- Data shown -

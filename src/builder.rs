use crate::controller::{Checkpointing, PlaybackConfig, PlaybackController};
use crate::traits::Algorithm;

pub struct ControllerBuilder<A: Algorithm> {
    algorithm: A,
    config: PlaybackConfig,
}

impl<A: Algorithm> ControllerBuilder<A> {
    pub fn new(algorithm: A) -> Self {
        Self {
            algorithm,
            config: PlaybackConfig::default(),
        }
    }
    pub fn with_speed_ms(mut self, speed_ms: u64) -> Self {
        self.config.speed_ms = speed_ms;
        self
    }
    /// Bounds applied to every later `set_speed` call.
    pub fn with_speed_range(mut self, min_ms: u64, max_ms: u64) -> Self {
        self.config.min_speed_ms = min_ms;
        self.config.max_speed_ms = max_ms;
        self
    }
    pub fn with_checkpoints(mut self, checkpoints: Checkpointing) -> Self {
        self.config.checkpoints = checkpoints;
        self
    }
    pub fn with_checkpoint_interval(self, every: usize) -> Self {
        self.with_checkpoints(Checkpointing::Every(every.max(1)))
    }
    pub fn build(self) -> PlaybackController<A> {
        PlaybackController::with_config(self.algorithm, self.config)
    }
}
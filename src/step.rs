//! The step vocabulary shared by every algorithm.
//!
//! A [`Step`] is one atomic, already-happened event: the operation together
//! with every index and value needed to reproduce it, plus a sentence for the
//! viewer. Steps never point back into mutable state, so a prefix of a trace
//! is enough to rebuild what the algorithm's data structures looked like.

use std::fmt;

/// Comparison operator recorded by a `Compare` step.
///
/// The operator matters: a stable merge uses `<=`, an unstable one would use
/// `<`, and the viewer shows which one actually ran.
#[derive(Debug, Clone, Copy, PartialEq, Eq, Hash)]
#[cfg_attr(feature = "serde", derive(serde::Serialize, serde::Deserialize))]
pub enum CmpOp {
    Lt,
    Le,
    Gt,
    Ge,
}

impl CmpOp {
    /// Evaluate `lhs <op> rhs`.
    #[inline]
    pub fn eval(self, lhs: i64, rhs: i64) -> bool {
        match self {
            CmpOp::Lt => lhs < rhs,
            CmpOp::Le => lhs <= rhs,
            CmpOp::Gt => lhs > rhs,
            CmpOp::Ge => lhs >= rhs,
        }
    }

    pub fn symbol(self) -> &'static str {
        match self {
            CmpOp::Lt => "<",
            CmpOp::Le => "<=",
            CmpOp::Gt => ">",
            CmpOp::Ge => ">=",
        }
    }
}

impl fmt::Display for CmpOp {
    fn fmt(&self, f: &mut fmt::Formatter<'_>) -> fmt::Result {
        f.write_str(self.symbol())
    }
}

/// Recurrence branch chosen for a DP cell (or followed while backtracking).
#[derive(Debug, Clone, Copy, PartialEq, Eq, Hash)]
#[cfg_attr(feature = "serde", derive(serde::Serialize, serde::Deserialize))]
pub enum Choice {
    /// Boundary cell fixed by the recurrence's base case.
    Base,
    /// Characters equal; diagonal taken at no cost (edit distance) or +1 (LCS).
    Match,
    Substitute,
    /// Consume a character of the target (edit distance: column - 1).
    Insert,
    /// Consume a character of the source (edit distance: row - 1).
    Delete,
    /// LCS: value inherited from the cell above.
    SkipUp,
    /// LCS: value inherited from the cell to the left.
    SkipLeft,
    Palindrome,
    NotPalindrome,
}

/// Which end of the deque an operation touched.
#[derive(Debug, Clone, Copy, PartialEq, Eq, Hash)]
#[cfg_attr(feature = "serde", derive(serde::Serialize, serde::Deserialize))]
pub enum DequeEnd {
    Front,
    Back,
}

/// A single recorded operation.
///
/// Array positions are indices into the primary array; `text`/`pattern`
/// positions index the respective strings; `row`/`col` address the DP table.
#[derive(Debug, Clone, PartialEq, Eq)]
#[cfg_attr(feature = "serde", derive(serde::Serialize, serde::Deserialize))]
pub enum Op {
    Compare {
        i: usize,
        j: usize,
        cmp: CmpOp,
        outcome: bool,
    },
    /// `values[index] <cmp> value` against a key held outside the array.
    CompareValue {
        index: usize,
        value: i64,
        cmp: CmpOp,
        outcome: bool,
    },
    Swap {
        i: usize,
        j: usize,
    },
    /// `values[to] = values[from]`; the slot at `from` keeps its old value.
    Shift {
        from: usize,
        to: usize,
    },
    /// Drop a held key into its final slot (insertion sort).
    Insert {
        index: usize,
        value: i64,
    },
    /// Overwrite a slot from auxiliary storage (merge / counting sort).
    Place {
        index: usize,
        value: i64,
    },
    MarkActive {
        indices: Vec<usize>,
    },
    Pivot {
        index: usize,
    },
    MarkSorted {
        index: usize,
    },
    /// Increment `counts[slot]` for `values[index]`.
    Count {
        index: usize,
        slot: usize,
        value: i64,
    },
    /// Append `values[index]` to `buckets[bucket]` during radix pass `pass`
    /// (0 = ones digit).
    BucketAssign {
        index: usize,
        bucket: usize,
        value: i64,
        pass: u32,
    },
    /// Pop the front of `buckets[bucket]` into `values[index]`.
    Collect {
        bucket: usize,
        index: usize,
        value: i64,
    },
    TableWrite {
        row: usize,
        col: usize,
        value: i64,
        choice: Choice,
    },
    Backtrack {
        row: usize,
        col: usize,
        choice: Choice,
    },
    CharCompare {
        text: usize,
        pattern: usize,
        equal: bool,
    },
    /// Pattern-against-itself comparison while building the LPS array.
    LpsCompare {
        i: usize,
        len: usize,
        equal: bool,
    },
    LpsWrite {
        index: usize,
        value: usize,
    },
    /// While building the LPS array, the candidate prefix length falls back
    /// from `from` to `to`.
    LpsFallback {
        from: usize,
        to: usize,
    },
    /// Failure function consulted: pattern index falls back from `from` to
    /// `to` while the text cursor stays at `text`.
    LpsShift {
        from: usize,
        to: usize,
        text: usize,
    },
    /// Full match starting at `start`; matching resumes with pattern index
    /// `resume` against the next text character.
    MatchFound {
        start: usize,
        resume: usize,
    },
    DequePush {
        end: DequeEnd,
        index: usize,
    },
    DequePop {
        end: DequeEnd,
        index: usize,
    },
    /// Maximum of the window `start..=end` appended to the output.
    WindowMax {
        start: usize,
        end: usize,
        value: i64,
    },
    Accumulate {
        index: usize,
        sum: i64,
        restarted: bool,
    },
    Best {
        start: usize,
        end: usize,
        sum: i64,
    },
    /// Permute the interval list: position `p` receives old entry `order[p]`.
    Reorder {
        order: Vec<usize>,
    },
    Overlap {
        last: usize,
        next: usize,
        overlaps: bool,
    },
    /// Interval `index` overlaps `merged[merged]`, whose end becomes
    /// `max(end, current end)`.
    Extend {
        merged: usize,
        index: usize,
        end: i64,
    },
    Emit {
        index: usize,
    },
    /// Best range found so far (inclusive bounds).
    Highlight {
        start: usize,
        end: usize,
    },
}

/// Coarse classification of an [`Op`], handy for filtering and counting.
///
/// Both array comparisons and comparisons against a held key are `Compare`.
#[derive(Debug, Clone, Copy, PartialEq, Eq, Hash, PartialOrd, Ord)]
#[cfg_attr(feature = "serde", derive(serde::Serialize, serde::Deserialize))]
pub enum StepKind {
    Compare,
    Swap,
    Shift,
    Insert,
    Place,
    MarkActive,
    Pivot,
    MarkSorted,
    Count,
    BucketAssign,
    Collect,
    TableWrite,
    Backtrack,
    CharCompare,
    LpsCompare,
    LpsWrite,
    LpsFallback,
    LpsShift,
    MatchFound,
    DequePush,
    DequePop,
    WindowMax,
    Accumulate,
    Best,
    Reorder,
    Overlap,
    Extend,
    Emit,
    Highlight,
}

impl Op {
    pub fn kind(&self) -> StepKind {
        match self {
            Op::Compare { .. } | Op::CompareValue { .. } => StepKind::Compare,
            Op::Swap { .. } => StepKind::Swap,
            Op::Shift { .. } => StepKind::Shift,
            Op::Insert { .. } => StepKind::Insert,
            Op::Place { .. } => StepKind::Place,
            Op::MarkActive { .. } => StepKind::MarkActive,
            Op::Pivot { .. } => StepKind::Pivot,
            Op::MarkSorted { .. } => StepKind::MarkSorted,
            Op::Count { .. } => StepKind::Count,
            Op::BucketAssign { .. } => StepKind::BucketAssign,
            Op::Collect { .. } => StepKind::Collect,
            Op::TableWrite { .. } => StepKind::TableWrite,
            Op::Backtrack { .. } => StepKind::Backtrack,
            Op::CharCompare { .. } => StepKind::CharCompare,
            Op::LpsCompare { .. } => StepKind::LpsCompare,
            Op::LpsWrite { .. } => StepKind::LpsWrite,
            Op::LpsFallback { .. } => StepKind::LpsFallback,
            Op::LpsShift { .. } => StepKind::LpsShift,
            Op::MatchFound { .. } => StepKind::MatchFound,
            Op::DequePush { .. } => StepKind::DequePush,
            Op::DequePop { .. } => StepKind::DequePop,
            Op::WindowMax { .. } => StepKind::WindowMax,
            Op::Accumulate { .. } => StepKind::Accumulate,
            Op::Best { .. } => StepKind::Best,
            Op::Reorder { .. } => StepKind::Reorder,
            Op::Overlap { .. } => StepKind::Overlap,
            Op::Extend { .. } => StepKind::Extend,
            Op::Emit { .. } => StepKind::Emit,
            Op::Highlight { .. } => StepKind::Highlight,
        }
    }

    /// Ordered list of positions this operation touches.
    ///
    /// Table operations report `[row, col]`; KMP comparisons report
    /// `[text, pattern]`.
    pub fn indices(&self) -> Vec<usize> {
        match self {
            Op::Compare { i, j, .. } | Op::Swap { i, j } => vec![*i, *j],
            Op::Shift { from, to } => vec![*from, *to],
            Op::Insert { index, .. }
            | Op::Place { index, .. }
            | Op::Pivot { index }
            | Op::MarkSorted { index }
            | Op::CompareValue { index, .. }
            | Op::Count { index, .. }
            | Op::BucketAssign { index, .. }
            | Op::Collect { index, .. }
            | Op::LpsWrite { index, .. }
            | Op::DequePush { index, .. }
            | Op::DequePop { index, .. }
            | Op::Accumulate { index, .. }
            | Op::Emit { index } => vec![*index],
            Op::MarkActive { indices } => indices.clone(),
            Op::TableWrite { row, col, .. } | Op::Backtrack { row, col, .. } => vec![*row, *col],
            Op::CharCompare { text, pattern, .. } => vec![*text, *pattern],
            Op::LpsCompare { i, len, .. } => vec![*i, *len],
            Op::LpsFallback { from, to } => vec![*from, *to],
            Op::LpsShift { from, to, text } => vec![*text, *from, *to],
            Op::MatchFound { start, .. } => vec![*start],
            Op::WindowMax { start, end, .. }
            | Op::Best { start, end, .. }
            | Op::Highlight { start, end } => vec![*start, *end],
            Op::Reorder { order } => order.clone(),
            Op::Overlap { last, next, .. } => vec![*last, *next],
            Op::Extend { merged, index, .. } => vec![*merged, *index],
        }
    }
}

/// One recorded event of a trace.
#[derive(Debug, Clone, PartialEq, Eq)]
#[cfg_attr(feature = "serde", derive(serde::Serialize, serde::Deserialize))]
pub struct Step {
    pub op: Op,
    pub description: String,
}

impl Step {
    pub fn new(op: Op, description: impl Into<String>) -> Self {
        Self {
            op,
            description: description.into(),
        }
    }

    #[inline]
    pub fn kind(&self) -> StepKind {
        self.op.kind()
    }

    #[inline]
    pub fn indices(&self) -> Vec<usize> {
        self.op.indices()
    }
}

impl fmt::Display for Step {
    fn fmt(&self, f: &mut fmt::Formatter<'_>) -> fmt::Result {
        f.write_str(&self.description)
    }
}

#[cfg(test)]
mod tests {
    use super::*;

    #[test]
    fn cmp_op_evaluates_like_rust_operators() {
        assert!(CmpOp::Lt.eval(1, 2));
        assert!(!CmpOp::Lt.eval(2, 2));
        assert!(CmpOp::Le.eval(2, 2));
        assert!(CmpOp::Gt.eval(3, 2));
        assert!(!CmpOp::Gt.eval(2, 2));
        assert!(CmpOp::Ge.eval(2, 2));
        assert_eq!(CmpOp::Le.to_string(), "<=");
    }

    #[test]
    fn indices_follow_operand_order() {
        let shift = Op::Shift { from: 4, to: 5 };
        assert_eq!(shift.indices(), vec![4, 5]);
        assert_eq!(shift.kind(), StepKind::Shift);

        let cell = Op::TableWrite {
            row: 2,
            col: 3,
            value: 1,
            choice: Choice::Match,
        };
        assert_eq!(cell.indices(), vec![2, 3]);
    }

    #[test]
    fn step_displays_its_description() {
        let step = Step::new(Op::MarkSorted { index: 0 }, "a[0] is in place");
        assert_eq!(step.to_string(), "a[0] is in place");
        assert_eq!(step.kind(), StepKind::MarkSorted);
    }
}
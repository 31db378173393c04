//! Stable sorts keep equal keys in input order.
//!
//! Every element is tagged with its input position and the tags are moved
//! along with the data by replaying the recorded operations. The sorted
//! frame must then list equal keys with ascending tags.

use std::collections::{BTreeMap, VecDeque};

use proptest::prelude::*;
use stepviz::{Algorithm, Catalog, CmpOp, Op, Problem, SortAlgorithm};

fn stable_algorithms() -> Vec<SortAlgorithm> {
    SortAlgorithm::ALL
        .into_iter()
        .filter(|a| a.is_stable())
        .collect()
}

/// Merge currently in progress: its range, the copied left run and the
/// right-run cursor.
struct Run {
    lo: usize,
    left: Option<VecDeque<usize>>,
    right: usize,
}

/// Input position of the element at each slot after the whole trace.
fn follow_tags(algorithm: SortAlgorithm, input: &[i64]) -> Vec<usize> {
    let problem = Problem::Sort {
        algorithm,
        values: input.to_vec(),
    };
    let trace = Catalog.generate(&problem);
    let mut tags: Vec<usize> = (0..input.len()).collect();

    let mut held = None;
    let mut run: Option<Run> = None;
    let mut took_left: Option<bool> = None;
    let mut buckets: Vec<VecDeque<usize>> = vec![VecDeque::new(); 10];
    let mut counted: BTreeMap<i64, VecDeque<usize>> = BTreeMap::new();

    for step in &trace {
        match &step.op {
            Op::Swap { i, j } => tags.swap(*i, *j),
            Op::Shift { from, to } => tags[*to] = tags[*from],
            Op::MarkActive { indices } => match algorithm {
                SortAlgorithm::Insertion => held = Some(tags[indices[0]]),
                SortAlgorithm::Merge => {
                    run = Some(Run {
                        lo: indices[0],
                        left: None,
                        right: 0,
                    })
                }
                _ => {}
            },
            Op::Insert { index, .. } => tags[*index] = held.expect("key held"),
            Op::CompareValue {
                index,
                value,
                cmp,
                outcome,
            } if algorithm == SortAlgorithm::Merge => {
                let run = run.as_mut().expect("merge in progress");
                // the first comparison of a merge sits on the right run's head
                if run.left.is_none() {
                    run.right = *index;
                    run.left = Some(tags[run.lo..*index].iter().copied().collect());
                }
                let left_head = run
                    .left
                    .as_ref()
                    .and_then(|left| left.front().copied())
                    .expect("left run not exhausted");
                assert_eq!(*index, run.right, "compares the right run's head");
                assert_eq!(*value, input[left_head], "compares the left run's head");
                assert_eq!(*cmp, CmpOp::Ge);
                if input[tags[*index]] == *value {
                    assert!(*outcome, "a tie must take the left run");
                }
                took_left = Some(*outcome);
            }
            Op::Place { index, value } => {
                let tag = match algorithm {
                    SortAlgorithm::Merge => {
                        let run = run.as_mut().expect("merge in progress");
                        match took_left.take() {
                            Some(false) => {
                                run.right += 1;
                                tags[run.right - 1]
                            }
                            _ => run
                                .left
                                .as_mut()
                                .and_then(|left| left.pop_front())
                                .expect("left run element"),
                        }
                    }
                    SortAlgorithm::Counting => counted
                        .get_mut(value)
                        .and_then(|queue| queue.pop_front())
                        .expect("counted element"),
                    other => panic!("{other:?} does not place values"),
                };
                assert_eq!(input[tag], *value);
                tags[*index] = tag;
            }
            Op::Count { index, value, .. } => {
                counted.entry(*value).or_default().push_back(tags[*index]);
            }
            Op::BucketAssign { index, bucket, .. } => buckets[*bucket].push_back(tags[*index]),
            Op::Collect { bucket, index, .. } => {
                tags[*index] = buckets[*bucket].pop_front().expect("bucket not empty");
            }
            _ => {}
        }
    }
    tags
}

fn assert_stable(algorithm: SortAlgorithm, input: &[i64]) {
    let tags = follow_tags(algorithm, input);
    let mut expected = input.to_vec();
    expected.sort();
    let tracked: Vec<i64> = tags.iter().map(|&t| input[t]).collect();
    assert_eq!(tracked, expected, "{algorithm:?} on {input:?}");

    for pair in tags.windows(2) {
        if input[pair[0]] == input[pair[1]] {
            assert!(
                pair[0] < pair[1],
                "{algorithm:?} reordered equal keys of {input:?}: {tags:?}"
            );
        }
    }
}

proptest! {
    #[test]
    fn equal_keys_keep_input_order(
        algorithm in prop::sample::select(stable_algorithms()),
        values in prop::collection::vec(-3i64..4, 0..24),
    ) {
        assert_stable(algorithm, &values);
    }
}

#[test]
fn stable_set_is_what_the_catalog_advertises() {
    assert_eq!(
        stable_algorithms(),
        vec![
            SortAlgorithm::Bubble,
            SortAlgorithm::Insertion,
            SortAlgorithm::Merge,
            SortAlgorithm::Counting,
            SortAlgorithm::Radix,
        ]
    );
}

#[test]
fn all_equal_and_interleaved_inputs() {
    for algorithm in stable_algorithms() {
        assert_stable(algorithm, &[7, 7, 7, 7, 7]);
        assert_stable(algorithm, &[2, 1, 2, 1, 2, 1]);
        assert_stable(algorithm, &[-10, 5, -10, 15, 5, -10]);
    }
}

#[test]
fn merge_ties_are_recorded_as_right_ge_left() {
    let problem = Problem::Sort {
        algorithm: SortAlgorithm::Merge,
        values: vec![1, 1, 1, 1],
    };
    let trace = Catalog.generate(&problem);
    let ties: Vec<(CmpOp, bool)> = trace
        .iter()
        .filter_map(|s| match s.op {
            Op::CompareValue { cmp, outcome, .. } => Some((cmp, outcome)),
            _ => None,
        })
        .collect();
    // [1,1] twice, then one comparison per left element of the final merge
    assert_eq!(ties.len(), 4);
    assert!(ties.iter().all(|&t| t == (CmpOp::Ge, true)));
}
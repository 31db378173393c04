//! Built-in traced algorithms.
//!
//! Each module runs one textbook algorithm against a recorder and returns a
//! [`Trace`](crate::trace::Trace) with a typed result:
//! - [`sorting`]        : bubble, insertion, selection, merge, quick, heap.
//! - [`distribution`]   : counting sort and LSD radix sort.
//! - [`edit_distance`]  : Levenshtein table plus edit-script backtrack.
//! - [`lcs`]            : longest common subsequence table plus backtrack.
//! - [`palindrome`]     : longest palindromic substring by interval DP.
//! - [`kmp`]            : Knuth–Morris–Pratt with its LPS table.
//! - [`max_subarray`]   : Kadane's scan.
//! - [`sliding_window`] : sliding-window maximum over a monotonic deque.
//! - [`intervals`]      : merge overlapping intervals.
//!
//! The generators are total: they accept any input, including ones the
//! validation layer would reject (empty arrays, zero windows, values far
//! outside the default limits), and produce a short or empty trace for the
//! degenerate ones. Memory still grows with the input: a DP table is
//! quadratic in the string lengths, and counting sort's histogram drops to
//! one slot per distinct value once the value range reaches
//! [`distribution::MAX_OFFSET_SLOTS`].

use std::fmt;
use std::str::FromStr;

use crate::error::InputError;

pub mod distribution;
pub mod edit_distance;
pub mod intervals;
pub mod kmp;
pub mod lcs;
pub mod max_subarray;
pub mod palindrome;
pub mod sliding_window;
pub mod sorting;

/// Sorting algorithms offered by the catalog.
#[derive(Debug, Clone, Copy, PartialEq, Eq, Hash, PartialOrd, Ord)]
#[cfg_attr(feature = "serde", derive(serde::Serialize, serde::Deserialize))]
pub enum SortAlgorithm {
    Bubble,
    Insertion,
    Selection,
    Merge,
    Quick,
    Heap,
    Counting,
    Radix,
}

impl SortAlgorithm {
    pub const ALL: [SortAlgorithm; 8] = [
        SortAlgorithm::Bubble,
        SortAlgorithm::Insertion,
        SortAlgorithm::Selection,
        SortAlgorithm::Merge,
        SortAlgorithm::Quick,
        SortAlgorithm::Heap,
        SortAlgorithm::Counting,
        SortAlgorithm::Radix,
    ];

    /// Whether equal elements keep their relative order.
    pub fn is_stable(self) -> bool {
        matches!(
            self,
            SortAlgorithm::Bubble
                | SortAlgorithm::Insertion
                | SortAlgorithm::Merge
                | SortAlgorithm::Counting
                | SortAlgorithm::Radix
        )
    }
}

/// Identifier of every algorithm the catalog can trace.
#[derive(Debug, Clone, Copy, PartialEq, Eq, Hash, PartialOrd, Ord)]
#[cfg_attr(feature = "serde", derive(serde::Serialize, serde::Deserialize))]
pub enum AlgorithmId {
    Sort(SortAlgorithm),
    EditDistance,
    LongestCommonSubsequence,
    LongestPalindrome,
    Kmp,
    MaxSubarray,
    SlidingWindowMax,
    MergeIntervals,
}

/// Shape of input an algorithm expects.
#[derive(Debug, Clone, Copy, PartialEq, Eq, Hash)]
pub enum InputFamily {
    Array,
    ArrayWithWindow,
    Text,
    TextPair,
    Intervals,
}

impl AlgorithmId {
    pub const ALL: [AlgorithmId; 15] = [
        AlgorithmId::Sort(SortAlgorithm::Bubble),
        AlgorithmId::Sort(SortAlgorithm::Insertion),
        AlgorithmId::Sort(SortAlgorithm::Selection),
        AlgorithmId::Sort(SortAlgorithm::Merge),
        AlgorithmId::Sort(SortAlgorithm::Quick),
        AlgorithmId::Sort(SortAlgorithm::Heap),
        AlgorithmId::Sort(SortAlgorithm::Counting),
        AlgorithmId::Sort(SortAlgorithm::Radix),
        AlgorithmId::EditDistance,
        AlgorithmId::LongestCommonSubsequence,
        AlgorithmId::LongestPalindrome,
        AlgorithmId::Kmp,
        AlgorithmId::MaxSubarray,
        AlgorithmId::SlidingWindowMax,
        AlgorithmId::MergeIntervals,
    ];

    /// Stable kebab-case name, also accepted by [`FromStr`].
    pub fn name(self) -> &'static str {
        match self {
            AlgorithmId::Sort(SortAlgorithm::Bubble) => "bubble-sort",
            AlgorithmId::Sort(SortAlgorithm::Insertion) => "insertion-sort",
            AlgorithmId::Sort(SortAlgorithm::Selection) => "selection-sort",
            AlgorithmId::Sort(SortAlgorithm::Merge) => "merge-sort",
            AlgorithmId::Sort(SortAlgorithm::Quick) => "quick-sort",
            AlgorithmId::Sort(SortAlgorithm::Heap) => "heap-sort",
            AlgorithmId::Sort(SortAlgorithm::Counting) => "counting-sort",
            AlgorithmId::Sort(SortAlgorithm::Radix) => "radix-sort",
            AlgorithmId::EditDistance => "edit-distance",
            AlgorithmId::LongestCommonSubsequence => "lcs",
            AlgorithmId::LongestPalindrome => "longest-palindrome",
            AlgorithmId::Kmp => "kmp",
            AlgorithmId::MaxSubarray => "max-subarray",
            AlgorithmId::SlidingWindowMax => "sliding-window-max",
            AlgorithmId::MergeIntervals => "merge-intervals",
        }
    }

    pub fn family(self) -> InputFamily {
        match self {
            AlgorithmId::Sort(_) | AlgorithmId::MaxSubarray => InputFamily::Array,
            AlgorithmId::SlidingWindowMax => InputFamily::ArrayWithWindow,
            AlgorithmId::LongestPalindrome => InputFamily::Text,
            AlgorithmId::EditDistance
            | AlgorithmId::LongestCommonSubsequence
            | AlgorithmId::Kmp => InputFamily::TextPair,
            AlgorithmId::MergeIntervals => InputFamily::Intervals,
        }
    }
}

impl fmt::Display for AlgorithmId {
    fn fmt(&self, f: &mut fmt::Formatter<'_>) -> fmt::Result {
        f.write_str(self.name())
    }
}

impl FromStr for AlgorithmId {
    type Err = InputError;

    fn from_str(s: &str) -> Result<Self, Self::Err> {
        let wanted = s.trim();
        AlgorithmId::ALL
            .into_iter()
            .find(|id| id.name().eq_ignore_ascii_case(wanted))
            .ok_or_else(|| InputError::UnknownAlgorithm(wanted.to_string()))
    }
}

- Task objective -
Which lines hold the string "MarkActive"? Copy all of them from the data above.

- Output for this task -
    MarkActive {
    MarkActive,
            Op::MarkActive { .. } => StepKind::MarkActive,
            Op::MarkActive { indices } => indices.clone(),
            Op::MarkActive { indices } => match algorithm {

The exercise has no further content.